Più volte è stato osservato in questi ultimi mesi: come tutte le emergenze che interrompono bruscamente lo svolgimento delle nostre routine sociali, economiche e politiche, la pandemia da Covid-19, investendo inesorabilmente per ondate successive i quattro angoli del pianeta, ha avuto il potente effetto rivelatorio di riportare alla luce, senza più diaframmi, le soglie critiche su cui è sospesa la nostra contemporaneità globalizzata. Soglie critiche di varia natura – sanitaria, ecologica, economica, democratica, sociale, razziale, etc. – eppure tra loro strettamente intrecciate, poichè tutte in qualche modo riconducibili al modello di capitalismo finanziarizzato e deregolamentato che si è imposto su scala globale negli ultimi decenni.
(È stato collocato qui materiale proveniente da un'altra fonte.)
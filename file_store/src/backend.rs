use std::sync::Arc;

use async_trait::async_trait;
use tracing::debug;

use crate::{
    identity::{BackendConfig, ObjectIdentity},
    local::LocalBackend,
    object_storage::ObjectStorageBackend,
    s3::S3ObjectClient,
    File, FileStoreResult,
};

/// Chunks buffered between a writer and its consumer when the caller does
/// not choose.
pub const DEFAULT_CONDUIT_CAPACITY: usize = 16;

/// Access intent for [`StorageBackend::open`].
#[derive(Debug, Clone, Copy, PartialEq, Eq)]
pub enum OpenMode {
    Read,
    /// Create the object, replacing any previous content.
    CreateWrite,
    /// Extend an existing object. Write offsets are relative to its current
    /// end.
    AppendWrite,
}

/// Produces [`File`] handles for logical objects.
#[async_trait]
pub trait StorageBackend: Send + Sync {
    async fn open(&self, identity: &ObjectIdentity, mode: OpenMode) -> FileStoreResult<File>;
}

/// Builds the backend `config` selects. An S3 backend shares one client
/// across every file it opens.
pub async fn backend_for(
    config: &BackendConfig,
    conduit_capacity: usize,
) -> FileStoreResult<Arc<dyn StorageBackend>> {
    debug!(?config, "building storage backend");
    Ok(match config {
        BackendConfig::Local { root } => {
            Arc::new(LocalBackend::new(root.clone()).with_read_capacity(conduit_capacity))
        }
        BackendConfig::S3 { .. } => {
            let client = S3ObjectClient::from_backend_config(config).await?;
            Arc::new(ObjectStorageBackend::new(client).with_conduit_capacity(conduit_capacity))
        }
    })
}
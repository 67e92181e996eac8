//! Bounded-concurrency job execution.
//!
//! A [`Dispatcher`] owns a fixed pool of [`Worker`]s and a single job queue.
//! Producers submit [`Job`]s with [`Dispatcher::add`]; the dispatch loop
//! hands every job to the next idle worker. There are no priorities, retries
//! or deadlines: a job that never finishes occupies its worker forever and
//! the pool shrinks by one. Callers that need cancellation must build it into
//! the job itself.
//!
//! Job failures are logged by the worker and otherwise dropped. Callers that
//! need to observe failures thread their own reporting channel through the
//! job.

mod dispatcher;
mod error;
mod job;
mod metrics;

pub use dispatcher::{Dispatcher, Worker, WorkerHandle};
pub use error::DispatcherError;
pub use job::{BoxedJob, Job};
pub use metrics::{DispatcherMetrics, Timer};
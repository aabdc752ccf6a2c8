mod cross_entropy;
mod loss;
mod mse;

pub use cross_entropy::CrossEntropy;
pub use loss::Loss;
pub use mse::Mse;
use std::{cell::RefCell, fs::File, io::BufReader, rc::Rc, sync::Arc};

use log::info;
use machine_learning::{
    arch::{Sequential, layers::Layer, loss::Loss},
    dataset::{InMemoryDataset, blobs, from_rows, read_csv},
    initialization::{ChainedParamGen, ConstParamGen, ParamGen, RandParamGen},
    optimization::{Adam, GradientDescent, GradientDescentWithMomentum, Optim},
};
use ml_core::Dataset;
use rand::{Rng, SeedableRng, rngs::StdRng};

use crate::{
    CoresetErr, Result,
    configs::{DataSourceConfig, OptimizerConfig, ParamGenConfig},
    controller::{Controller, RunData, Settings},
    eval::Evaluator,
    run_spec::{DataSpec, LayerSpec, RunSpec},
    strategy::{Strategy, StrategyParts},
    trainer::WeightedTrainer,
};

/// The controller every configured run resolves to.
pub type Run = Controller<Sequential, Optim, Loss, InMemoryDataset, Strategy>;

/// Resolves the parameter generator of one layer and hands it, boxed, to `callback`.
///
/// # Arguments
/// * `rng` - The shared random number generator.
/// * `init` - The layer's `ParamGenConfig`.
/// * `limit` - The amount of parameters of the layer.
/// * `fan_in` - The layer's input size.
/// * `fan_out` - The layer's output size.
/// * `callback` - The closure to call passing in the boxed generator.
macro_rules! with_init {
    ($rng:expr, $init:expr, $limit:expr, $fan_in:expr, $fan_out:expr, $callback:expr) => {
        match $init {
            ParamGenConfig::Const { value } => ($callback)(Box::new(ConstParamGen::new(value, $limit))),
            ParamGenConfig::Uniform { low, high } => {
                let param_gen = RandParamGen::uniform($rng, $limit, low, high)?;
                ($callback)(Box::new(param_gen))
            }
            ParamGenConfig::XavierUniform => {
                let param_gen = RandParamGen::xavier_uniform($rng, $limit, $fan_in, $fan_out)?;
                ($callback)(Box::new(param_gen))
            }
            ParamGenConfig::LecunUniform => {
                let param_gen = RandParamGen::lecun_uniform($rng, $limit, $fan_in)?;
                ($callback)(Box::new(param_gen))
            }
            ParamGenConfig::Normal { mean, std_dev } => {
                let param_gen = RandParamGen::normal($rng, $limit, mean, std_dev)?;
                ($callback)(Box::new(param_gen))
            }
            ParamGenConfig::Kaiming => {
                let param_gen = RandParamGen::kaiming($rng, $limit, $fan_in)?;
                ($callback)(Box::new(param_gen))
            }
            ParamGenConfig::Xavier => {
                let param_gen = RandParamGen::xavier($rng, $limit, $fan_in, $fan_out)?;
                ($callback)(Box::new(param_gen))
            }
        }
    };
}

/// Builds a ready to run `Controller` from a validated `RunSpec`.
#[derive(Debug, Default)]
pub struct RunBuilder;

impl RunBuilder {
    /// Creates a new `RunBuilder`.
    pub fn new() -> Self {
        Self
    }

    /// Builds a run following a `RunSpec`.
    ///
    /// Every source of randomness is derived from the run seed, so two builds of the same
    /// `RunSpec` train identically.
    ///
    /// # Errors
    /// Any failure loading the dataset, a budget that doesn't fit the training split or
    /// invalid initializer parameters.
    pub fn build(&self, spec: RunSpec) -> Result<Run> {
        let mut rng = StdRng::seed_from_u64(spec.train.seed);

        let data = self.resolve_data(&spec.data, &mut rng)?;
        let len = data.train.len();
        let budget = budget(spec.strategy.fraction, len)?;

        let model_rng = Rc::new(RefCell::new(StdRng::seed_from_u64(rng.random())));
        let model = self.resolve_model(&spec.layers, model_rng)?;

        let optimizer = self.resolve_optimizer(spec.optimizer, model.layout().total());
        let trainer = WeightedTrainer::new(optimizer, spec.loss, spec.lr_schedule);

        let strategy = Strategy::from_family(
            spec.strategy.family,
            StrategyParts {
                model: &model,
                loss: spec.loss,
                batch_size: spec.data.batch_size,
                train: Arc::clone(&data.train),
                valid: data.valid.clone(),
                eta: spec.optimizer.lr(),
                seed: rng.random(),
            },
        )?;

        let evaluator = Evaluator::new(spec.train.print_every, spec.train.print_args);
        let settings = Settings {
            name: spec.strategy.name,
            schedule: spec.schedule,
            budget,
            greedy: spec.strategy.greedy,
            batch_size: spec.data.batch_size,
            shuffle: spec.data.shuffle,
            num_epochs: spec.train.num_epochs,
            seed: rng.random(),
        };

        Controller::new(model, trainer, strategy, data, evaluator, settings)
    }

    /// Loads the dataset and carves the validation and test splits out of it.
    fn resolve_data<R: Rng>(&self, spec: &DataSpec, rng: &mut R) -> Result<RunData<InMemoryDataset>> {
        let dataset = match spec.source {
            DataSourceConfig::Inline {
                ref data,
                x_size,
                y_size,
            } => from_rows(data, x_size, y_size)?,
            DataSourceConfig::Csv {
                ref path,
                x_size,
                y_size,
            } => read_csv(BufReader::new(File::open(path)?), x_size, y_size)?,
            DataSourceConfig::Blobs {
                samples,
                features,
                classes,
                spread,
            } => blobs(samples, features, classes, spread, rng)?,
        };

        let splits = dataset.split(spec.valid_fraction, spec.test_fraction, rng)?;
        info!(
            "dataset {}: {} train, {} valid, {} test samples",
            spec.name,
            splits.train.len(),
            splits.valid.as_ref().map_or(0, InMemoryDataset::len),
            splits.test.as_ref().map_or(0, InMemoryDataset::len),
        );

        Ok(RunData {
            train: Arc::new(splits.train),
            valid: splits.valid.map(Arc::new),
            test: splits.test.map(Arc::new),
        })
    }

    /// Resolves the model and draws its initial parameters, one generator per layer.
    fn resolve_model<R>(&self, layers: &[LayerSpec], rng: Rc<RefCell<R>>) -> Result<Sequential>
    where
        R: Rng + 'static,
    {
        let mut param_gens: Vec<Box<dyn ParamGen>> = Vec::with_capacity(layers.len());

        for layer in layers {
            let (fan_in, fan_out) = layer.dim;
            let limit = (fan_in + 1) * fan_out;

            with_init!(rng.clone(), layer.init, limit, fan_in, fan_out, |param_gen| {
                param_gens.push(param_gen)
            });
        }

        let mut model = Sequential::new(layers.iter().map(|l| Layer::dense(l.dim, l.act_fn)));
        model.initialize(&mut ChainedParamGen::new(param_gens))?;
        Ok(model)
    }

    /// Resolves the optimizer for a model of `len` parameters.
    fn resolve_optimizer(&self, spec: OptimizerConfig, len: usize) -> Optim {
        match spec {
            OptimizerConfig::Sgd {
                lr,
                momentum,
                weight_decay,
                nesterov,
            } => {
                if momentum == 0. && weight_decay == 0. {
                    return Optim::GradientDescent(GradientDescent::new(lr));
                }

                let optimizer = GradientDescentWithMomentum::new(len, lr, momentum)
                    .with_weight_decay(weight_decay)
                    .with_nesterov(nesterov);
                Optim::GradientDescentWithMomentum(optimizer)
            }
            OptimizerConfig::Adam { lr, b1, b2, eps } => Optim::Adam(Adam::new(len, lr, b1, b2, eps)),
        }
    }
}

/// `floor(fraction * len)`, which must be in `[1, len]`.
pub fn budget(fraction: f64, len: usize) -> Result<usize> {
    let budget = (fraction * len as f64).floor() as usize;

    if budget == 0 || budget > len {
        return Err(CoresetErr::InvalidConfig(format!(
            "fraction {fraction} of {len} training samples gives a budget of {budget}"
        )));
    }

    Ok(budget)
}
Crisi che, tuttavia, la normalità sospesa nei mesi di emergenza epidemica tendeva a rimuovere dal centro dell’agenda politica, mentre ora, dopo e dentro questa emergenza, si ha l’impressione che quel rimosso ripresenti il conto e non possa essere più facilmente relegato sullo sfondo.
L’approccio di Fraser alla questione del socialismo si presenta come una pista di riflessione particolarmente idonea ad aiutarci a leggere “contropelo” questo passaggio storico e ad offrirci strumenti di orientamento politico. E questo per due ragioni fondamentali.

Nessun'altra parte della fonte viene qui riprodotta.